Der Winter war streng gewesen und die Wonne des Frühlings von den Menschen endlich wohlverdient. Er kam mit dem März auf den feuchten Schwingen milder Südwestwinde. Der Schnee schmolz, die Ränder der kleinen Bäche verloren die Spuren des Eises, das sie noch vor Kurzem ganz gefesselt hielt. Die kaltdurchnäßte Erde erwärmte die Sonne und die gewaltigen Furchen, die der Pflug schnitt, öffneten die Poren der Eisrinde, daß es war, als wenn das Centralfeuer von unten herauf nachhalf und den Sonnenstrahlen die unterirdische Flammenhand bot. Dieser frische Frühlingserdgeruch! Diese Kraft des Bodens, die den Menschen selber stärkt und die Fabel vom Antäus verstehen lehrt! Im Walde brach das Eis der kleinen Seen, in deren Röhricht bald die Störche nach dem zum Leben erwachenden kleinen Gethier suchen sollten. Das ganz braun und schwarz gewordene Laub vom vorigen Herbst vermengte sich schon mit der Erde und düngte zu neuem kräftigeren Wuchse. Das Gras wucherte, Schlüsselblumen, Schaafgarbe, Distelkraut erfreuten das Auge des nach jedem Fortschritt der Vegetation sehnsüchtig lugenden Wanderers. Von Tag zu Tag nahm ein gewisses Lüstre der Buchen- und Eichenwaldung zu und wurde grüner und immer grüner. Die Weiden, die längs der Ulla standen, schlugen mit jugendlicher Triebkraft aus.
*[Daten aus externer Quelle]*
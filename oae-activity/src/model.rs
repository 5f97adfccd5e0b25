//! Core data model of the activity pipeline
//!
//! Seeds come in from domain code, entities are produced for the three
//! activity roles, routes name destination feeds, and routed activities are
//! the unit queued for aggregation. JSON extension fields use the `oae:`
//! prefix (`oae:id`, `oae:collection`); persisted key layouts use the
//! `oae-activity:` prefix.

use serde::{Deserialize, Serialize};
use serde_json::{Map, Value};
use std::fmt;

use crate::error::{Error, Result};

/// Built-in activity stream type, visibility-bucketed
pub const STREAM_ACTIVITY: &str = "activity";
/// Built-in per-user notification stream type
pub const STREAM_NOTIFICATION: &str = "notification";
/// Per-user email digest stream type
pub const STREAM_EMAIL: &str = "email";

/// JSON field carrying an entity's resource id
pub const FIELD_ID: &str = "oae:id";
/// JSON field carrying the members of a collection entity
pub const FIELD_COLLECTION: &str = "oae:collection";
/// JSON field carrying an entity's object type
pub const FIELD_OBJECT_TYPE: &str = "objectType";
/// JSON field carrying an entity's visibility tier
pub const FIELD_VISIBILITY: &str = "visibility";

/// Object type of an entity that wraps several distinct entities in one role
pub const OBJECT_TYPE_COLLECTION: &str = "collection";

/// Placeholder for a role that may vary inside an aggregate key
const PIVOT_VARIES: &str = "*";
/// Placeholder for a role with no entity inside an aggregate key
const PIVOT_ABSENT: &str = "-";
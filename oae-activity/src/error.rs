//! Error types and HTTP response conversion
//!
//! The pipeline surfaces four error kinds to callers: `invalid-input` (400),
//! `unauthorized` (401), `not-found` (404) and `storage` (500). Infrastructure
//! failures (key-value store, row store, pub/sub) all collapse into the
//! `storage` kind at the API boundary; the original error is logged with its
//! context before it is flattened.

use axum::{
    http::StatusCode,
    response::{IntoResponse, Response},
    Json,
};
use serde::{Deserialize, Serialize};
use std::fmt;
use thiserror::Error;

/// Result type alias using the pipeline error
pub type Result<T> = std::result::Result<T, Error>;

/// Main error type for the activity pipeline
///
/// Large error variants are boxed to reduce stack size
#[derive(Debug, Error)]
pub enum Error {
    /// Configuration error
    #[error("Configuration error: {0}")]
    Config(Box<figment::Error>),

    /// Redis error
    #[error("Redis error: {0}")]
    Redis(Box<redis::RedisError>),

    /// Row store error
    #[error("Row store error: {0}")]
    Database(Box<sqlx::Error>),

    /// NATS error
    #[error("NATS error: {0}")]
    Nats(String),

    /// I/O error
    #[error("I/O error: {0}")]
    Io(#[from] std::io::Error),

    /// Malformed seed, unknown format, malformed frame, invalid id shape
    #[error("Invalid input: {0}")]
    InvalidInput(String),

    /// Missing or failing authorization, invalid or expired signature
    #[error("Unauthorized: {0}")]
    Unauthorized(String),

    /// Unknown stream type or unknown resource on read
    #[error("Not found: {0}")]
    NotFound(String),

    /// Store failure after retries were exhausted
    #[error("Storage failure: {0}")]
    Storage(String),
}

impl Error {
    /// The numeric code propagated to HTTP status and WebSocket error frames
    #[must_use]
    pub fn code(&self) -> u16 {
        match self {
            Error::InvalidInput(_) => 400,
            Error::Unauthorized(_) => 401,
            Error::NotFound(_) => 404,
            _ => 500,
        }
    }

    /// Stable kind label used in logs and error envelopes
    #[must_use]
    pub fn kind(&self) -> &'static str {
        match self {
            Error::InvalidInput(_) => "invalid-input",
            Error::Unauthorized(_) => "unauthorized",
            Error::NotFound(_) => "not-found",
            _ => "storage",
        }
    }
}

/// Error envelope returned to HTTP callers and embedded in WebSocket
/// responses as `error`
#[derive(Debug, Clone, Serialize, Deserialize)]
pub struct ErrorResponse {
    /// Numeric error code (mirrors the HTTP status)
    pub code: u16,

    /// Human-readable message
    pub msg: String,
}

impl ErrorResponse {
    /// Create a new error envelope
    #[must_use]
    pub fn new(code: u16, msg: impl Into<String>) -> Self {
        Self {
            code,
            msg: msg.into(),
        }
    }
}

impl fmt::Display for ErrorResponse {
    fn fmt(&self, f: &mut fmt::Formatter<'_>) -> fmt::Result {
        write!(f, "{} {}", self.code, self.msg)
    }
}

impl From<&Error> for ErrorResponse {
    fn from(err: &Error) -> Self {
        match err {
            Error::InvalidInput(msg) | Error::Unauthorized(msg) | Error::NotFound(msg) => {
                Self::new(err.code(), msg.clone())
            }
            // Infrastructure details stay in the logs
            _ => Self::new(err.code(), "Storage failure"),
        }
    }
}

impl IntoResponse for Error {
    fn into_response(self) -> Response {
        match &self {
            Error::InvalidInput(_) | Error::Unauthorized(_) | Error::NotFound(_) => {}
            other => {
                tracing::error!(kind = other.kind(), "Request failed: {}", other);
            }
        }

        let body = ErrorResponse::from(&self);
        let status =
            StatusCode::from_u16(body.code).unwrap_or(StatusCode::INTERNAL_SERVER_ERROR);
        (status, Json(body)).into_response()
    }
}

// Manual From implementations for boxed errors
impl From<figment::Error> for Error {
    fn from(err: figment::Error) -> Self {
        Error::Config(Box::new(err))
    }
}

impl From<redis::RedisError> for Error {
    fn from(err: redis::RedisError) -> Self {
        Error::Redis(Box::new(err))
    }
}

impl From<sqlx::Error> for Error {
    fn from(err: sqlx::Error) -> Self {
        Error::Database(Box::new(err))
    }
}

impl From<serde_json::Error> for Error {
    fn from(err: serde_json::Error) -> Self {
        Error::Storage(format!("Serialization failed: {}", err))
    }
}

#[cfg(test)]
mod tests {
    use super::*;

    #[test]
    fn test_error_codes() {
        assert_eq!(Error::InvalidInput("bad seed".into()).code(), 400);
        assert_eq!(Error::Unauthorized("no signature".into()).code(), 401);
        assert_eq!(Error::NotFound("no such stream".into()).code(), 404);
        assert_eq!(Error::Storage("redis down".into()).code(), 500);
        assert_eq!(Error::Nats("disconnected".into()).code(), 500);
    }

    #[test]
    fn test_error_kinds() {
        assert_eq!(Error::InvalidInput("x".into()).kind(), "invalid-input");
        assert_eq!(Error::Unauthorized("x".into()).kind(), "unauthorized");
        assert_eq!(Error::NotFound("x".into()).kind(), "not-found");
        assert_eq!(Error::Storage("x".into()).kind(), "storage");
    }

    #[test]
    fn test_storage_errors_are_flattened() {
        let envelope = ErrorResponse::from(&Error::Storage("connection refused".into()));
        assert_eq!(envelope.code, 500);
        assert_eq!(envelope.msg, "Storage failure");
    }

    #[test]
    fn test_caller_errors_keep_their_message() {
        let envelope = ErrorResponse::from(&Error::InvalidInput("missing verb".into()));
        assert_eq!(envelope.code, 400);
        assert_eq!(envelope.msg, "missing verb");
    }
}
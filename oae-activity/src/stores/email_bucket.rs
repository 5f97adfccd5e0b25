//! Email digest bucket rows
//!
//! Recipients waiting for a digest are rows in the `email_buckets` table:
//! partition `bucketId` (`oae-activity-email:{n}:{preference}[:{day}][:{hour}]`),
//! clustering `userId`. The scheduler pages user ids out of a bucket and
//! unqueues them once their mail is sent.

use async_trait::async_trait;
use sqlx::postgres::PgPool;
use sqlx::Row;
use std::collections::{BTreeSet, HashMap};
use std::fmt;
use std::sync::Mutex;

use crate::error::Result;

/// Queue of digest recipients per email bucket
#[async_trait]
pub trait EmailBucketStore: Send + Sync + fmt::Debug {
    /// Add a recipient to a bucket; queueing twice is a no-op
    async fn queue(&self, bucket_id: &str, user_id: &str) -> Result<()>;

    /// Page user ids out of a bucket in clustering order. `start` is the last
    /// user id of the previous page.
    async fn page(
        &self,
        bucket_id: &str,
        start: Option<&str>,
        limit: usize,
    ) -> Result<(Vec<String>, Option<String>)>;

    /// Remove recipients from a bucket
    async fn remove(&self, bucket_id: &str, user_ids: &[String]) -> Result<()>;
}

// ============================================================================
// Postgres implementation
// ============================================================================

/// [`EmailBucketStore`] over the `email_buckets` table
#[derive(Clone)]
pub struct PgEmailBucketStore {
    pool: PgPool,
}

impl PgEmailBucketStore {
    /// Wrap an existing pool
    #[must_use]
    pub fn new(pool: PgPool) -> Self {
        Self { pool }
    }

    /// Create the backing table if it does not exist
    pub async fn migrate(&self) -> Result<()> {
        sqlx::query(
            "CREATE TABLE IF NOT EXISTS email_buckets (
                bucket_id TEXT NOT NULL,
                user_id TEXT NOT NULL,
                PRIMARY KEY (bucket_id, user_id)
            )",
        )
        .execute(&self.pool)
        .await?;
        Ok(())
    }
}

impl fmt::Debug for PgEmailBucketStore {
    fn fmt(&self, f: &mut fmt::Formatter<'_>) -> fmt::Result {
        f.debug_struct("PgEmailBucketStore").finish_non_exhaustive()
    }
}

#[async_trait]
impl EmailBucketStore for PgEmailBucketStore {
    async fn queue(&self, bucket_id: &str, user_id: &str) -> Result<()> {
        sqlx::query(
            "INSERT INTO email_buckets (bucket_id, user_id)
             VALUES ($1, $2)
             ON CONFLICT DO NOTHING",
        )
        .bind(bucket_id)
        .bind(user_id)
        .execute(&self.pool)
        .await?;
        Ok(())
    }

    async fn page(
        &self,
        bucket_id: &str,
        start: Option<&str>,
        limit: usize,
    ) -> Result<(Vec<String>, Option<String>)> {
        let rows = sqlx::query(
            "SELECT user_id FROM email_buckets
             WHERE bucket_id = $1 AND user_id > $2
             ORDER BY user_id
             LIMIT $3",
        )
        .bind(bucket_id)
        .bind(start.unwrap_or(""))
        .bind(limit as i64)
        .fetch_all(&self.pool)
        .await?;

        let user_ids: Vec<String> = rows
            .into_iter()
            .map(|row| row.try_get("user_id"))
            .collect::<std::result::Result<_, _>>()?;

        let next = if user_ids.len() < limit {
            None
        } else {
            user_ids.last().cloned()
        };
        Ok((user_ids, next))
    }

    async fn remove(&self, bucket_id: &str, user_ids: &[String]) -> Result<()> {
        if user_ids.is_empty() {
            return Ok(());
        }
        sqlx::query("DELETE FROM email_buckets WHERE bucket_id = $1 AND user_id = ANY($2)")
            .bind(bucket_id)
            .bind(user_ids)
            .execute(&self.pool)
            .await?;
        Ok(())
    }
}

// ============================================================================
// In-memory implementation
// ============================================================================

/// In-memory [`EmailBucketStore`]
#[derive(Debug, Default)]
pub struct MemoryEmailBucketStore {
    buckets: Mutex<HashMap<String, BTreeSet<String>>>,
}

impl MemoryEmailBucketStore {
    /// Create an empty store
    #[must_use]
    pub fn new() -> Self {
        Self::default()
    }
}

#[async_trait]
impl EmailBucketStore for MemoryEmailBucketStore {
    async fn queue(&self, bucket_id: &str, user_id: &str) -> Result<()> {
        self.buckets
            .lock()
            .expect("buckets poisoned")
            .entry(bucket_id.to_string())
            .or_default()
            .insert(user_id.to_string());
        Ok(())
    }

    async fn page(
        &self,
        bucket_id: &str,
        start: Option<&str>,
        limit: usize,
    ) -> Result<(Vec<String>, Option<String>)> {
        let buckets = self.buckets.lock().expect("buckets poisoned");
        let user_ids: Vec<String> = buckets
            .get(bucket_id)
            .map(|bucket| {
                bucket
                    .iter()
                    .filter(|id| start.is_none_or(|s| id.as_str() > s))
                    .take(limit)
                    .cloned()
                    .collect()
            })
            .unwrap_or_default();

        let next = if user_ids.len() < limit {
            None
        } else {
            user_ids.last().cloned()
        };
        Ok((user_ids, next))
    }

    async fn remove(&self, bucket_id: &str, user_ids: &[String]) -> Result<()> {
        let mut buckets = self.buckets.lock().expect("buckets poisoned");
        if let Some(bucket) = buckets.get_mut(bucket_id) {
            for user_id in user_ids {
                bucket.remove(user_id);
            }
        }
        Ok(())
    }
}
Zwar köpfte man sie, der frischen Gerten wegen, die man gewinnen wollte, aber auch von diesen kam eine dankenswerthe Belebung in den erwachten Frühling. Die Bauernknaben schnitten aus der Schaale der jungen Weidenruthen Pfeifen und ein Ton weckte mehrere, die Pfeife die Stimme und die Menschenstimme die Stimmen des Feldes und Waldes. Schon jodelte ein ungeduldiger Hirtenknabe um die Wette mit der Lerche, die aus ihrem räthselhaften Winterverstecke plötzlich wie ein Wunder da war und sich mit ihrem Gesang in die reine Bläue des Himmels so stolz und froh emporwirbelte. Lange Züge von Kranichen und Schneegänsen flogen vom Süden weiter hinauf nach Norden. Glückliche Reise, ihr flüchtigen Gäste! Grüßet das Meer, grüßet die Klippen Islands, wenn ihr sie erreicht und die dänischen Jäger auf den Inseln jenseits der Eider euch passiren lassen! Zieht ihr denn Alle vorüber? Nein, die Störche bleiben bei uns und suchen sich die alten Giebel, suchen sich die alten Nester auf und klappern den Kindern von neuen Brüderchen und Schwesterchen die heimlichen Märchen zu.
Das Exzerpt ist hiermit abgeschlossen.